■ ASSIGNED TASK
Without changing a single character, copy every record below.

===

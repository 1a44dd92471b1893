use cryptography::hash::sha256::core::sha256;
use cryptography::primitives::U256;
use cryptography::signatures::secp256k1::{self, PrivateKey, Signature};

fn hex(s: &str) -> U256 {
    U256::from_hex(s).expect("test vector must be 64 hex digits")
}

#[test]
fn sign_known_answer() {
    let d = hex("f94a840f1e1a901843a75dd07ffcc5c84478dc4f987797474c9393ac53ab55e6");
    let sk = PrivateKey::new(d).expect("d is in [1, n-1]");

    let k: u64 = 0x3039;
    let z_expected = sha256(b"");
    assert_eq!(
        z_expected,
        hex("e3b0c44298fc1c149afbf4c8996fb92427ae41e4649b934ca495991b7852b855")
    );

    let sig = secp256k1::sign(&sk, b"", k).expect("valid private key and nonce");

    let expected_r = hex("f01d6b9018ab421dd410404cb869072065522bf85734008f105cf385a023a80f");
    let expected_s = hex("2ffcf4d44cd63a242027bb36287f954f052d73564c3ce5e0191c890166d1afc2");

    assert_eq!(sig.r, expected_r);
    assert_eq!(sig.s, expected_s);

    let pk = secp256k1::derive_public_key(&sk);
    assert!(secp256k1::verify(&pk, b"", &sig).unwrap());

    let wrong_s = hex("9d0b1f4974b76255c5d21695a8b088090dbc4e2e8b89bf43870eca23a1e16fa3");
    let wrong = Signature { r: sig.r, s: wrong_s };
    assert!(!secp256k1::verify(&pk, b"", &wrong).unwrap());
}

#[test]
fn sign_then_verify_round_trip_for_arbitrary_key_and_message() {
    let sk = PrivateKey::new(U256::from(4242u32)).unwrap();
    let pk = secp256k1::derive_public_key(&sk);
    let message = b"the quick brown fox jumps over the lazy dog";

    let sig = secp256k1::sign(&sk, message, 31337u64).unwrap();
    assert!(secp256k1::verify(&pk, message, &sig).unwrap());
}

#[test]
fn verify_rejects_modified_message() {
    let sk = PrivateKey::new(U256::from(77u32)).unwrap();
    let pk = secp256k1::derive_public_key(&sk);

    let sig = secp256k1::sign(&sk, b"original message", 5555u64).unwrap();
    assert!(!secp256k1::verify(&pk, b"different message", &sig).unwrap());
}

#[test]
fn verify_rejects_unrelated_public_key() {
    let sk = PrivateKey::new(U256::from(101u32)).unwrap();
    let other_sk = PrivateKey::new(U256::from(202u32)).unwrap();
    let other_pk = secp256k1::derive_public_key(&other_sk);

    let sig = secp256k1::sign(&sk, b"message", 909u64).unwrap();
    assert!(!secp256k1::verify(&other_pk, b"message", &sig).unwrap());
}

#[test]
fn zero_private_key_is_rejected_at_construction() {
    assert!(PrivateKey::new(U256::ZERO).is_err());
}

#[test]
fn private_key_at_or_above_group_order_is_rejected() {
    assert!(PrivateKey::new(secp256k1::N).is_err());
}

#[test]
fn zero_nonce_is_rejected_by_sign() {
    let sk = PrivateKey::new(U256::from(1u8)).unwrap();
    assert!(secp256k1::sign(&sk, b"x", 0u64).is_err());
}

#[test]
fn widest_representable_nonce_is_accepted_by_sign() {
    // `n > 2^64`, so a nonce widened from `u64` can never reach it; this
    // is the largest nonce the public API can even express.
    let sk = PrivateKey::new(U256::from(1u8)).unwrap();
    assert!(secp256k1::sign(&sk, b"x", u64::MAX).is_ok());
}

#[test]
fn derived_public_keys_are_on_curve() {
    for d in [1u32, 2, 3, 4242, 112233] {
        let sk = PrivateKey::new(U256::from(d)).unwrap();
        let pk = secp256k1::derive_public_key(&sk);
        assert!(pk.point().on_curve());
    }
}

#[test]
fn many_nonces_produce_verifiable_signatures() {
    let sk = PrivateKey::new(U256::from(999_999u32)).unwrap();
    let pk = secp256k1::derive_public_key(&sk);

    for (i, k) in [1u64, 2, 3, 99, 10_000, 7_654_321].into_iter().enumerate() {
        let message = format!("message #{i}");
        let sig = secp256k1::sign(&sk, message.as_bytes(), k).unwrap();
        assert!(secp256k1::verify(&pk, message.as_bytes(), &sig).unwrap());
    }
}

===

■ RESULT OF THIS EXERCISE
repository 1a44dd92471b1893
use cryptography::hash::sha256::core::sha256;
use cryptography::primitives::U256;
use cryptography::signatures::secp256k1::{self, PrivateKey, Signature};

fn hex(s: &str) -> U256 {
    U256::from_hex(s).expect("test vector must be 64 hex digits")
}

#[test]
fn sign_known_answer() {
    let d = hex("f94a840f1e1a901843a75dd07ffcc5c84478dc4f987797474c9393ac53ab55e6");
    let sk = PrivateKey::new(d).expect("d is in [1, n-1]");

    let k: u64 = 0x3039;
    let z_expected = sha256(b"");
    assert_eq!(
        z_expected,
        hex("e3b0c44298fc1c149afbf4c8996fb92427ae41e4649b934ca495991b7852b855")
    );

    let sig = secp256k1::sign(&sk, b"", k).expect("valid private key and nonce");

    let expected_r = hex("f01d6b9018ab421dd410404cb869072065522bf85734008f105cf385a023a80f");
    let expected_s = hex("2ffcf4d44cd63a242027bb36287f954f052d73564c3ce5e0191c890166d1afc2");

    assert_eq!(sig.r, expected_r);
    assert_eq!(sig.s, expected_s);

    let pk = secp256k1::derive_public_key(&sk);
    assert!(secp256k1::verify(&pk, b"", &sig).unwrap());

    let wrong_s = hex("9d0b1f4974b76255c5d21695a8b088090dbc4e2e8b89bf43870eca23a1e16fa3");
    let wrong = Signature { r: sig.r, s: wrong_s };
    assert!(!secp256k1::verify(&pk, b"", &wrong).unwrap());
}

#[test]
fn sign_then_verify_round_trip_for_arbitrary_key_and_message() {
    let sk = PrivateKey::new(U256::from(4242u32)).unwrap();
    let pk = secp256k1::derive_public_key(&sk);
    let message = b"the quick brown fox jumps over the lazy dog";

    let sig = secp256k1::sign(&sk, message, 31337u64).unwrap();
    assert!(secp256k1::verify(&pk, message, &sig).unwrap());
}

#[test]
fn verify_rejects_modified_message() {
    let sk = PrivateKey::new(U256::from(77u32)).unwrap();
    let pk = secp256k1::derive_public_key(&sk);

    let sig = secp256k1::sign(&sk, b"original message", 5555u64).unwrap();
    assert!(!secp256k1::verify(&pk, b"different message", &sig).unwrap());
}

#[test]
fn verify_rejects_unrelated_public_key() {
    let sk = PrivateKey::new(U256::from(101u32)).unwrap();
    let other_sk = PrivateKey::new(U256::from(202u32)).unwrap();
    let other_pk = secp256k1::derive_public_key(&other_sk);

    let sig = secp256k1::sign(&sk, b"message", 909u64).unwrap();
    assert!(!secp256k1::verify(&other_pk, b"message", &sig).unwrap());
}

#[test]
fn zero_private_key_is_rejected_at_construction() {
    assert!(PrivateKey::new(U256::ZERO).is_err());
}

#[test]
fn private_key_at_or_above_group_order_is_rejected() {
    assert!(PrivateKey::new(secp256k1::N).is_err());
}

#[test]
fn zero_nonce_is_rejected_by_sign() {
    let sk = PrivateKey::new(U256::from(1u8)).unwrap();
    assert!(secp256k1::sign(&sk, b"x", 0u64).is_err());
}

#[test]
fn widest_representable_nonce_is_accepted_by_sign() {
    // `n > 2^64`, so a nonce widened from `u64` can never reach it; this
    // is the largest nonce the public API can even express.
    let sk = PrivateKey::new(U256::from(1u8)).unwrap();
    assert!(secp256k1::sign(&sk, b"x", u64::MAX).is_ok());
}

#[test]
fn derived_public_keys_are_on_curve() {
    for d in [1u32, 2, 3, 4242, 112233] {
        let sk = PrivateKey::new(U256::from(d)).unwrap();
        let pk = secp256k1::derive_public_key(&sk);
        assert!(pk.point().on_curve());
    }
}

#[test]
fn many_nonces_produce_verifiable_signatures() {
    let sk = PrivateKey::new(U256::from(999_999u32)).unwrap();
    let pk = secp256k1::derive_public_key(&sk);

    for (i, k) in [1u64, 2, 3, 99, 10_000, 7_654_321].into_iter().enumerate() {
        let message = format!("message #{i}");
        let sig = secp256k1::sign(&sk, message.as_bytes(), k).unwrap();
        assert!(secp256k1::verify(&pk, message.as_bytes(), &sig).unwrap());
    }
}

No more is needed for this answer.